In five remote villages in Java, local women are conducting vital health checks using equipment provided by USC Nursing Science students and the Gympie community.
The driving force behind the medical donations – USC Gympie students Emma Kendall, Antonija Monckton, Erin Stewart and sisters Laura and Amanda Keldoulis – spent three weeks delivering care to rural communities in central Java’s Dlingo district.
They were among 20 students from Gympie, Sunshine Coast and Fraser Coast selected to take part in USC’s first accredited international nursing placement, under the supervision of Senior Lecturer in Nursing Dr Debbie Massey and Lecturer in Nursing Matt Mason.
Emma Kendall said before heading to Indonesia at the end of last year, the students raised almost $1,500 to take with them to buy medical equipment and consumables.
“We knew lack of health care was a real issue for these rural communities, however we did not realise the extent until we were on the ground conducting health assessment clinics,” Emma said.
“It was an eye-opening experience which challenged us to be innovative during the clinical placement,” the third-year Midwifery and Nursing Science student said.
“We witnessed conditions such as extremely high blood pressure and stroke that could have been prevented with regular access to health care, education and medication.”
Working with the local health care providers, they identified medical supplies that could provide short-term benefit to the villagers well after the placement ended.
“We bought 13 stethoscopes, blood pressure cuffs and blood glucose monitors and taught the women in the village known as the 'mothers' how to monitor blood pressure and blood sugar levels so they could continue to offer health checks on a regular basis,” she said.
Surprised to find that the communities also lacked basic supplies such as disposable gloves and medical hand sanitiser, they bought these too, along with toothpaste and toothbrushes for local school children.
“With the help of our fabulous interpreters, we were able to visit schools and talk about the importance of good oral health and hand hygiene practices,” Emma said.

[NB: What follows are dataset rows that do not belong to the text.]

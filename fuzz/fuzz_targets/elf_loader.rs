// SPDX-License-Identifier: (GPL-2.0-or-later OR MIT)
//
// Copyright (c) 2026 The elf-linker Authors
//
// vim: ts=4 sw=4 et

#![no_main]

use arbitrary::Arbitrary;
use core::hint::black_box;
use elf_linker::{ElfFile, ElfLoader, MAX_MODULES};
use libfuzzer_sys::{fuzz_target, Corpus};

const MAX_EXEC_SIZE: usize = 0x10_0000;

#[derive(Arbitrary, Debug)]
struct LinkInput<'a> {
    images: Vec<&'a [u8]>,
    names: Vec<&'a [u8]>,
}

fuzz_target!(|input: LinkInput<'_>| -> Corpus {
    if input.images.is_empty() || input.images.len() > MAX_MODULES {
        return Corpus::Reject;
    }

    // Buffers must outlive the loader borrowing them.
    let mut execs: Vec<Vec<u8>> = Vec::new();
    let files: Vec<ElfFile<'_>> = input
        .images
        .iter()
        .filter_map(|image| ElfFile::init(image).ok())
        .filter(|file| file.total_exec_size() <= MAX_EXEC_SIZE)
        .collect();
    if files.is_empty() {
        return Corpus::Reject;
    }
    for file in files.iter() {
        execs.push(vec![0; file.total_exec_size()]);
    }

    let mut loader = ElfLoader::new();
    for (mut file, exec) in files.into_iter().zip(execs.iter_mut()) {
        if file.load(exec).is_err() {
            return Corpus::Keep;
        }
        if loader.add(file).is_err() {
            return Corpus::Keep;
        }
    }

    let _ = black_box(loader.relocate());
    for (id, _) in loader.modules() {
        for name in input.names.iter() {
            let _ = black_box(loader.lookup_global(id, name));
            let _ = black_box(loader.resolve_symbol(id, name));
        }
    }
    for name in input.names.iter() {
        let _ = black_box(loader.resolve_group_symbol(name));
    }

    Corpus::Keep
});
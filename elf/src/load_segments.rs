// SPDX-License-Identifier: (GPL-2.0-or-later OR MIT)
//
// Copyright (c) 2026 The elf-linker Authors
//
// vim: ts=4 sw=4 et

use super::types::*;
use super::Elf64AddrRange;
use super::Elf64FileRange;
use super::Elf64Phdr;
use super::Elf64PhdrFlags;

use core::slice;

/// Represents an ELF64 image load segment
#[derive(Debug)]
pub struct Elf64ImageLoadSegment<'a> {
    /// The range of the memory image covered by this segment
    pub vaddr_range: Elf64AddrRange,
    /// The range in the ELF file covering this segment
    pub file_range: Elf64FileRange,
    /// The contents of the segment in the ELF file
    pub file_contents: &'a [u8],
    /// Flags associated with this segment
    pub flags: Elf64PhdrFlags,
}

/// An iterator over the `PT_LOAD` segments of a validated ELF file
#[derive(Debug)]
pub struct Elf64ImageLoadSegmentIterator<'a> {
    file: &'a [u8],
    phdrs: slice::ChunksExact<'a, u8>,
}

impl<'a> Elf64ImageLoadSegmentIterator<'a> {
    pub(crate) fn new(file: &'a [u8], phdrs_buf: &'a [u8]) -> Self {
        Self {
            file,
            phdrs: phdrs_buf.chunks_exact(ELF64_PHDR_SIZE),
        }
    }
}

impl<'a> Iterator for Elf64ImageLoadSegmentIterator<'a> {
    type Item = Elf64ImageLoadSegment<'a>;

    fn next(&mut self) -> Option<Self::Item> {
        loop {
            let phdr = Elf64Phdr::read(self.phdrs.next()?);
            if phdr.p_type != Elf64Phdr::PT_LOAD {
                continue;
            }
            // Both ranges were checked when the file was validated.
            let (Ok(vaddr_range), Ok(file_range)) =
                (phdr.vaddr_range(), phdr.file_range(self.file.len()))
            else {
                continue;
            };
            return Some(Elf64ImageLoadSegment {
                vaddr_range,
                file_range,
                file_contents: &self.file[file_range.offset_begin..file_range.offset_end],
                flags: phdr.p_flags,
            });
        }
    }
}

/// The function pointer arrays an extension may carry, located by section
/// name.
#[derive(Debug, Clone, Copy, PartialEq, Eq)]
pub enum ElfArrayKind {
    Ctors,
    Dtors,
    InitArray,
    FiniArray,
}

impl ElfArrayKind {
    pub const ALL: [Self; 4] = [Self::Ctors, Self::Dtors, Self::InitArray, Self::FiniArray];

    /// The section name the array is stored under
    pub fn section_name(self) -> &'static [u8] {
        match self {
            Self::Ctors => b".ctors",
            Self::Dtors => b".dtors",
            Self::InitArray => b".init_array",
            Self::FiniArray => b".fini_array",
        }
    }

    pub(crate) fn index(self) -> usize {
        match self {
            Self::Ctors => 0,
            Self::Dtors => 1,
            Self::InitArray => 2,
            Self::FiniArray => 3,
        }
    }
}

/// Location of one function pointer array inside a loaded module
#[derive(Debug, Clone, Copy, PartialEq, Eq)]
pub struct Elf64ArrayInfo {
    /// Address of the first entry
    pub addr: Elf64Addr,
    /// Size of the array in bytes, a multiple of 8
    pub size: usize,
}

impl Elf64ArrayInfo {
    /// Number of function pointers in the array
    pub fn count(&self) -> usize {
        self.size / 8
    }
}

/// Locations of a loaded module's constructor and destructor arrays, for
/// the code that runs them.
#[derive(Debug, Default, Clone, Copy, PartialEq, Eq)]
pub struct Elf64SectionInfo {
    pub ctors: Option<Elf64ArrayInfo>,
    pub dtors: Option<Elf64ArrayInfo>,
    pub init_array: Option<Elf64ArrayInfo>,
    pub fini_array: Option<Elf64ArrayInfo>,
}

impl Elf64SectionInfo {
    pub fn get(&self, kind: ElfArrayKind) -> Option<Elf64ArrayInfo> {
        match kind {
            ElfArrayKind::Ctors => self.ctors,
            ElfArrayKind::Dtors => self.dtors,
            ElfArrayKind::InitArray => self.init_array,
            ElfArrayKind::FiniArray => self.fini_array,
        }
    }
}
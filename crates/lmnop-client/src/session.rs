//! Persistent session state.
//!
//! A session is two independent string entries: the serialized [`Identity`]
//! under [`keys::USER`] and the bearer credential under [`keys::TOKEN`]. A
//! session only counts as active when both are present, the identity parses,
//! and the token is non-empty. Anything else reads as logged-out.
//!
//! Storage backends implement [`Storage`]. Reads never fail; writes go through
//! a single batch so both entries change together.

use std::collections::BTreeMap;
use std::fmt;
use std::path::{Path, PathBuf};
use std::sync::{Arc, Mutex, PoisonError};

use tracing::{debug, warn};

use crate::error::{LmsError, Result};
use crate::models::{Identity, Role};

/// Stable storage keys.
pub mod keys {
    /// Serialized identity JSON.
    pub const USER: &str = "user";

    /// Bearer credential.
    pub const TOKEN: &str = "token";
}

// ============================================================================
// Storage backends
// ============================================================================

/// A persistent string key/value store.
pub trait Storage: Send + Sync + fmt::Debug {
    /// Returns the value stored under `key`, or `None` if absent or unreadable.
    fn get(&self, key: &str) -> Option<String>;

    /// Applies all entries in one step. `None` removes the key.
    fn write(&self, entries: &[(&str, Option<&str>)]) -> Result<()>;
}

/// In-process storage.
#[derive(Debug, Default)]
pub struct MemoryStorage {
    entries: Mutex<BTreeMap<String, String>>,
}

impl MemoryStorage {
    /// Creates an empty store.
    #[must_use]
    pub fn new() -> Self {
        Self::default()
    }
}

impl Storage for MemoryStorage {
    fn get(&self, key: &str) -> Option<String> {
        self.entries
            .lock()
            .unwrap_or_else(PoisonError::into_inner)
            .get(key)
            .cloned()
    }

    fn write(&self, entries: &[(&str, Option<&str>)]) -> Result<()> {
        let mut map = self.entries.lock().unwrap_or_else(PoisonError::into_inner);
        apply(&mut map, entries);
        Ok(())
    }
}

/// Storage kept in a single JSON object file.
///
/// Updates are written to a sibling temporary file and renamed over the
/// target. A missing or corrupt file reads as empty.
#[derive(Debug)]
pub struct FileStorage {
    path: PathBuf,
    // Serializes read-modify-write cycles within this process.
    lock: Mutex<()>,
}

impl FileStorage {
    /// Creates storage backed by `path`. The file is created on first write.
    #[must_use]
    pub fn new(path: impl Into<PathBuf>) -> Self {
        Self {
            path: path.into(),
            lock: Mutex::new(()),
        }
    }

    /// Path of the backing file.
    #[must_use]
    pub fn path(&self) -> &Path {
        &self.path
    }

    fn read_map(&self) -> BTreeMap<String, String> {
        let contents = match std::fs::read_to_string(&self.path) {
            Ok(contents) => contents,
            Err(e) => {
                if e.kind() != std::io::ErrorKind::NotFound {
                    warn!(path = %self.path.display(), error = %e, "Session file unreadable");
                }
                return BTreeMap::new();
            }
        };
        serde_json::from_str(&contents).unwrap_or_else(|e| {
            warn!(path = %self.path.display(), error = %e, "Session file corrupted, ignoring");
            BTreeMap::new()
        })
    }

    fn write_map(&self, map: &BTreeMap<String, String>) -> Result<()> {
        let location = self.path.display().to_string();
        if let Some(parent) = self.path.parent().filter(|p| !p.as_os_str().is_empty()) {
            std::fs::create_dir_all(parent)
                .map_err(|e| LmsError::session_storage(&location, e.to_string()))?;
        }

        let contents = serde_json::to_string_pretty(map)?;
        let tmp_path = self.path.with_extension("tmp");
        std::fs::write(&tmp_path, contents)
            .map_err(|e| LmsError::session_storage(&location, e.to_string()))?;
        std::fs::rename(&tmp_path, &self.path)
            .map_err(|e| LmsError::session_storage(&location, e.to_string()))?;
        Ok(())
    }
}

impl Storage for FileStorage {
    fn get(&self, key: &str) -> Option<String> {
        let _guard = self.lock.lock().unwrap_or_else(PoisonError::into_inner);
        self.read_map().remove(key)
    }

    fn write(&self, entries: &[(&str, Option<&str>)]) -> Result<()> {
        let _guard = self.lock.lock().unwrap_or_else(PoisonError::into_inner);
        let mut map = self.read_map();
        apply(&mut map, entries);
        self.write_map(&map)
    }
}

fn apply(map: &mut BTreeMap<String, String>, entries: &[(&str, Option<&str>)]) {
    for (key, value) in entries {
        match value {
            Some(value) => {
                map.insert((*key).to_string(), (*value).to_string());
            }
            None => {
                map.remove(*key);
            }
        }
    }
}

// ============================================================================
// Session
// ============================================================================

/// An authenticated session.
#[derive(Clone, PartialEq, Eq)]
pub struct Session {
    /// Who is logged in.
    pub identity: Identity,
    /// Opaque bearer token.
    pub credential: String,
}

impl fmt::Debug for Session {
    fn fmt(&self, f: &mut fmt::Formatter<'_>) -> fmt::Result {
        f.debug_struct("Session")
            .field("identity", &self.identity)
            .field("credential", &"<redacted>")
            .finish()
    }
}

/// Shared handle on the persisted session.
///
/// Cloning is cheap; all clones see the same storage.
#[derive(Debug, Clone)]
pub struct SessionStore {
    storage: Arc<dyn Storage>,
}

impl SessionStore {
    /// Creates a store over the given backend.
    #[must_use]
    pub fn new(storage: Arc<dyn Storage>) -> Self {
        Self { storage }
    }

    /// Creates a store backed by [`MemoryStorage`].
    #[must_use]
    pub fn in_memory() -> Self {
        Self::new(Arc::new(MemoryStorage::new()))
    }

    /// Persists both entries in one write.
    pub fn save(&self, identity: &Identity, credential: &str) -> Result<()> {
        let user = serde_json::to_string(identity)?;
        self.storage.write(&[
            (keys::USER, Some(user.as_str())),
            (keys::TOKEN, Some(credential)),
        ])?;
        debug!(email = %identity.email, role = %identity.role, "Session saved");
        Ok(())
    }

    /// Returns the session if both entries are present and valid.
    pub fn load(&self) -> Option<Session> {
        let credential = self.storage.get(keys::TOKEN).filter(|t| !t.is_empty())?;
        let user = self.storage.get(keys::USER)?;
        match serde_json::from_str::<Identity>(&user) {
            Ok(identity) => Some(Session {
                identity,
                credential,
            }),
            Err(e) => {
                debug!(error = %e, "Stored identity unparsable, treating as logged out");
                None
            }
        }
    }

    /// Removes both entries. Clearing an empty store is a no-op.
    pub fn clear(&self) -> Result<()> {
        self.storage
            .write(&[(keys::USER, None), (keys::TOKEN, None)])?;
        debug!("Session cleared");
        Ok(())
    }

    /// Returns `true` iff [`SessionStore::load`] yields a session.
    pub fn is_active(&self) -> bool {
        self.load().is_some()
    }

    /// The logged-in identity, if any.
    pub fn identity(&self) -> Option<Identity> {
        self.load().map(|session| session.identity)
    }

    /// The active bearer credential, if any.
    pub fn credential(&self) -> Option<String> {
        self.load().map(|session| session.credential)
    }

    /// Returns `true` if a session is active with exactly this role.
    pub fn has_role(&self, role: Role) -> bool {
        self.identity().is_some_and(|identity| identity.role == role)
    }

    /// The underlying storage backend.
    #[must_use]
    pub fn storage(&self) -> &Arc<dyn Storage> {
        &self.storage
    }
}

“The Gympie community was instrumental in purchasing these much-needed supplies and the healthcare workers in these villages were grateful for the generosity of our city.”
Emma said the placement provided excellent clinical learning and a culturally rich experience that involved learning some of the local language and customs.
“This included the custom of not wearing shoes inside, so to show our respect we had to go against our usual practice of enclosed nursing shoes for most clinics,” she said.
“The people of Java left a real impression on us. Although many of them did not have much, the people we helped in the health clinics and home visits were so hospitable and generous.”
The placement was a collaboration between USC, Antipodeans Abroad and Java’s Karima Health Care Community, with most students funded through the Department of Foreign Affairs and Trade’s New Colombo Plan Scholarship Program.
USC plans to continue the program, with a second group of students to take part in placements in Java later this year.